Rhythmen, Sätze und singende Pinguine: Premiere der Inszenierung „De Rerum Natura“ auf der taT-studiobühne
Wie aus dem Nichts wird ein Tischtennisball auf die Bühne geschossen. Weitere Zelluloidkugeln folgen. Einige treffen dabei auf Instrumente, lassen Krach entstehen und die Zuschauer aufschrecken. Erst jetzt erscheinen die Schauspieler, die umgehend mit kleinen Holzstäbchen rhythmische Schläge erzeugen, die von nun an die Performance begleiten werden.
Ein ungewöhnlicher, überraschender Auftakt der Inszenierung „De Rerum Natura – Zufällige Abweichungen“, mit der das Regie-Duo Glogowski & Hoesch das Publikum in der taT-Studiobühne zu einer turbulenten Erkenntnisreise einlädt. Dabei lassen die beiden ehemaligen Studenten der Angewandten Theaterwissenschaft in Gießen ihr Publikum auf den Spuren des antiken Dichters Lukrez wandeln, der in einem Lehrgedicht die sogenannte „Naturtheorie“ verfasst hat. Diese basiert auf der Annahme, dass allein Atome sowie der unendliche, leere Raum existent sind. Alles andere unterliege einem steten Wandel. Denkt man diesen Ansatz zu Ende, führt er zu der Erkenntnis, dass es in unserer Umwelt (oder in unserem Dasein) keine dauerhaften Formen gibt – ja nicht einmal die Welt an sich selbst greifbar ist. Und genau an diesem Punkt setzen die Regisseure an: Alles Wahrnehmbare unterliegt der Veränderung.

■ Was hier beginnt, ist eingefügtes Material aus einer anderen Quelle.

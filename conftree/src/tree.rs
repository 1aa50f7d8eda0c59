use std::collections::BTreeMap;
use std::fmt::{self, Display, Formatter};

use serde::Serialize;

/// A generic XML tree node.
///
/// Appliance configuration documents are large, mostly-opaque trees; the
/// model keeps every element verbatim (tags, attributes, text, ordering) so
/// a patched document can be written back without disturbing sections the
/// caller never looked at.
#[derive(Debug, Clone, PartialEq, Serialize)]
pub struct XmlNode {
    /// Element tag name.
    pub tag: String,
    /// XML attributes keyed by name.
    pub attributes: BTreeMap<String, String>,
    /// Child elements, in document order.
    pub children: Vec<XmlNode>,
    /// Optional text content.
    pub text: Option<String>,
}

impl XmlNode {
    /// Create a new XML node with no attributes, children, or text.
    pub fn new(tag: impl Into<String>) -> Self {
        Self {
            tag: tag.into(),
            attributes: BTreeMap::new(),
            children: Vec::new(),
            text: None,
        }
    }

    /// Create a leaf node holding only text content.
    pub fn with_text(tag: impl Into<String>, text: impl Into<String>) -> Self {
        let mut node = Self::new(tag);
        node.text = Some(text.into());
        node
    }

    /// Return the first child with the provided tag.
    pub fn get_child(&self, tag: &str) -> Option<&XmlNode> {
        self.children.iter().find(|child| child.tag == tag)
    }

    /// Return the first child with the provided tag, mutably.
    pub fn get_child_mut(&mut self, tag: &str) -> Option<&mut XmlNode> {
        self.children.iter_mut().find(|child| child.tag == tag)
    }

    /// Return all children with the provided tag.
    pub fn get_children(&self, tag: &str) -> Vec<&XmlNode> {
        self.children
            .iter()
            .filter(|child| child.tag == tag)
            .collect()
    }

    /// Walk a nested child path and return terminal node text if found.
    pub fn get_text<'a>(&'a self, path: &[&str]) -> Option<&'a str> {
        if path.is_empty() {
            return self.text.as_deref();
        }

        let mut current = self;
        for segment in path {
            current = current.get_child(segment)?;
        }
        current.text.as_deref()
    }

    /// Get or create the first child with the provided tag.
    pub fn ensure_child(&mut self, tag: &str) -> &mut XmlNode {
        if let Some(idx) = self.children.iter().position(|c| c.tag == tag) {
            return &mut self.children[idx];
        }
        self.children.push(XmlNode::new(tag));
        let last = self.children.len() - 1;
        &mut self.children[last]
    }

    /// Walk a nested child path, creating missing intermediate elements.
    pub fn ensure_path(&mut self, path: &[&str]) -> &mut XmlNode {
        let mut current = self;
        for segment in path {
            current = current.ensure_child(segment);
        }
        current
    }

    /// Set the text of the first child with the provided tag, creating the
    /// child if absent. Existing children/attributes of the child are kept.
    pub fn set_child_text(&mut self, tag: &str, text: impl Into<String>) {
        self.ensure_child(tag).text = Some(text.into());
    }

    /// Replace all children of this node, keeping tag and attributes.
    pub fn replace_children(&mut self, children: Vec<XmlNode>) {
        self.children = children;
        self.text = None;
    }

    /// Append a child element and return a mutable reference to it.
    pub fn push_child(&mut self, child: XmlNode) -> &mut XmlNode {
        self.children.push(child);
        let last = self.children.len() - 1;
        &mut self.children[last]
    }

    /// Remove every child with the provided tag.
    pub fn remove_children(&mut self, tag: &str) {
        self.children.retain(|c| c.tag != tag);
    }
}

impl Display for XmlNode {
    fn fmt(&self, f: &mut Formatter<'_>) -> fmt::Result {
        write!(f, "<{}", self.tag)?;
        for (key, value) in &self.attributes {
            write!(f, " {}=\"{}\"", key, value)?;
        }

        if self.children.is_empty() && self.text.is_none() {
            return write!(f, "/>");
        }

        write!(f, ">")?;
        if let Some(text) = &self.text {
            write!(f, "{}", text)?;
        }
        for child in &self.children {
            write!(f, "{}", child)?;
        }
        write!(f, "</{}>", self.tag)
    }
}
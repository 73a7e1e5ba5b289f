use async_trait::async_trait;
use serde::{Deserialize, Serialize};
use std::process::Stdio;
use std::time::Duration;
use tokio::process::Command;

use super::traits::ToolRunner;

/// Paths and limits for the external audio tools
#[derive(Debug, Clone, PartialEq, Serialize, Deserialize)]
#[serde(default)]
pub struct ToolConfig {
    /// Device listing tool
    pub aplay: String,
    /// Mixer control tool
    pub amixer: String,
    pub timeout_ms: u64,
}

impl Default for ToolConfig {
    fn default() -> Self {
        Self {
            aplay: "aplay".to_string(),
            amixer: "amixer".to_string(),
            timeout_ms: 5000,
        }
    }
}

impl ToolConfig {
    pub fn timeout(&self) -> Duration {
        Duration::from_millis(self.timeout_ms)
    }
}

/// Runs tools as real subprocesses
pub struct SystemToolRunner {
    timeout: Duration,
}

impl SystemToolRunner {
    pub fn new(timeout: Duration) -> Self {
        Self { timeout }
    }
}

impl Default for SystemToolRunner {
    fn default() -> Self {
        Self::new(ToolConfig::default().timeout())
    }
}

#[async_trait]
impl ToolRunner for SystemToolRunner {
    async fn run(&self, program: &str, args: &[&str]) -> Option<String> {
        let child = Command::new(program)
            .args(args)
            .stdin(Stdio::null())
            .stdout(Stdio::piped())
            .stderr(Stdio::piped())
            .kill_on_drop(true)
            .output();

        let output = match tokio::time::timeout(self.timeout, child).await {
            Ok(Ok(output)) => output,
            Ok(Err(e)) => {
                tracing::debug!(program, error = %e, "tool unavailable");
                return None;
            }
            Err(_) => {
                tracing::warn!(program, timeout_ms = self.timeout.as_millis() as u64, "tool timed out");
                return None;
            }
        };

        if !output.status.success() {
            tracing::debug!(
                program,
                status = ?output.status.code(),
                stderr = %String::from_utf8_lossy(&output.stderr).trim(),
                "tool exited with failure"
            );
            return None;
        }

        Some(String::from_utf8_lossy(&output.stdout).into_owned())
    }

    async fn read_file(&self, path: &str) -> Option<String> {
        match tokio::time::timeout(self.timeout, tokio::fs::read_to_string(path)).await {
            Ok(Ok(contents)) => Some(contents),
            _ => None,
        }
    }
}
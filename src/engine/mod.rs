pub mod config;
pub mod error;
pub mod events;
pub mod player;
pub mod priority;
pub mod state;

mod playback;

pub use config::PlayerConfig;
pub use error::PlayerError;
pub use events::{EventBus, PlayerEvent};
pub use player::{OutputSpec, Player};
pub use priority::Priority;
pub use state::PlayerState;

Damit die Zuschauer diesem komplexen Sachverhalt über die gesamten 80 Minuten Spielzeit folgen können, wird immer wieder für Auflockerung gesorgt – singende Pinguine und sprechende Maden finden ihren durchaus amüsanten Platz auf der Bühne. Vor allem aber regen immer wieder unterschiedlichste Performance-Elemente zu eigenen Deutungen an. So wird etwa ein halbseidener Vorhang von Zeit zu Zeit ohne ersichtlichen Grund mechanisch vorgezogen – ohne Einordnung in das restliche Geschehen. Auch der Umgang der Schlagzeugerin Špela Mastnak mit ihrem Instrument irritiert. Wie Arztbesteck liegen die Schlägel und Besen auf einem Tisch neben dem Instrument aufgereiht, gleichzeitig scheinen die Trommelfelle damit zunächst eher liebkost zu werden. Tönen die Schläge dann härter, werden die Trommeln – fast wie zur Strafe – eine nach der anderen entfernt und die Formation aufgelöst.
Mit einfachen Mitteln entstehen bei dieser „Raumkomposition“ immer wieder völlig neue Situationen. Mal sprechen die Schauspieler Paula Schrötter und Magnus Pflüger mit eigener Stimme, mal eilt das Echo dem danach gesprochenen Wort voraus. Geraten die Stimmen durcheinander, wird daraus eine sinnlose Aneinanderreihung von Lauten. Das ist charakteristisch für das komplette Stück: Sobald man glaubt, eine Ordnung hinter den Dingen erkannt zu haben, wird diese durchbrochen und durch eine neue ersetzt. Als Fazit bleibt: Dies ist „die Natur der Dinge“. Für das Verständnis besonders hilfreich ist der dramaturgische Bogen. Er sorgt dafür, dass das Publikum mit der Interpretation des Gesehenen – und Gehörten – nicht allein gelassen wird. Es darf sich durch die Worte der Schauspieler, die selbst wie Lernende wirken, an die Hand genommen fühlen.
Auch werden die Sinne durchgehend von unterschiedlichsten Lichteffekten angesprochen. Beispielhaft dafür ist eine Szene, in der das Publikum so intensiv durch Scheinwerfer geblendet wird, dass es außerhalb des Lichtstrahls nichts mehr erkennen kann. Die Anwesenheit der Schauspieler ist dennoch spürbar. „Aus dem Dunkel heraus vermögen wir Dinge aus dem Licht zu sehen“, rezitiert eine körperlose Stimme. Unwillkürlich fühlt man sich dabei beobachtet. Langsam machen sich Zweifel an der eigenen Wahrnehmung breit. Einige Leute halten sich die Hand vor Augen, in der Hoffnung wieder mehr sehen zu können. Nachdem das Licht letztmals erlischt, zollt der lang anhaltende Applaus den erschöpften, aber sichtlich glücklichen Mitwirkenden (Gesang: Marcus Licher) die verdiente Anerkennung.
„De Rerum Natura“ bietet zum einen vage Andeutungen aktueller Gesellschaftskritik, vor allem aber assoziative Auseinandersetzung mit existenziellen Fragen.